Your assignment »
Among the entries below, take the line with "fn from(s: &str)" and the line with "for unencrypted entries.", and output them and every line between them exactly, with nothing else.

[Dataset excerpts]
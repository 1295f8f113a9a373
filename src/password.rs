//! Password handling for ZIP encryption.
//!
//! [`Password`] keeps its bytes in zeroizing storage. [`resolve`] implements
//! the lookup order used by every encrypting or decrypting session call:
//! per-call override, then the session default, then nothing.

use zeroize::Zeroizing;

/// A password for entry encryption/decryption.
///
/// The password is wiped from memory when dropped and never shown in
/// `Debug` output.
#[derive(Clone)]
pub struct Password {
    inner: Zeroizing<String>,
}

impl Password {
    /// Creates a new password from a string.
    pub fn new<S: Into<String>>(password: S) -> Self {
        Self {
            inner: Zeroizing::new(password.into()),
        }
    }

    /// Returns the password as a string slice.
    pub fn as_str(&self) -> &str {
        &self.inner
    }

    /// Returns the password bytes as fed to the ZIP key derivation.
    pub fn as_bytes(&self) -> &[u8] {
        self.inner.as_bytes()
    }

    /// Returns true if the password is empty.
    pub fn is_empty(&self) -> bool {
        self.inner.is_empty()
    }

    /// Returns the length of the password in characters.
    pub fn len(&self) -> usize {
        self.inner.chars().count()
    }
}

impl PartialEq for Password {
    fn eq(&self, other: &Self) -> bool {
        self.as_bytes() == other.as_bytes()
    }
}

impl Eq for Password {}

impl std::fmt::Debug for Password {
    fn fmt(&self, f: &mut std::fmt::Formatter<'_>) -> std::fmt::Result {
        f.debug_struct("Password")
            .field("len", &self.inner.len())
            .finish()
    }
}

impl From<&str> for Password {
    fn from(s: &str) -> Self {
        Self::new(s)
    }
}

impl From<String> for Password {
    fn from(s: String) -> Self {
        Self::new(s)
    }
}

/// Picks the password for one operation.
///
/// Returns `per_call` when given, otherwise the session `default`, otherwise
/// `None`. Absence is valid for unencrypted entries.
pub fn resolve<'a>(
    per_call: Option<&'a Password>,
    default: Option<&'a Password>,
) -> Option<&'a Password> {
    per_call.or(default)
}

Expected answer »
    fn from(s: &str) -> Self {
        Self::new(s)
    }
}

impl From<String> for Password {
    fn from(s: String) -> Self {
        Self::new(s)
    }
}

/// Picks the password for one operation.
///
/// Returns `per_call` when given, otherwise the session `default`, otherwise
/// `None`. Absence is valid for unencrypted entries.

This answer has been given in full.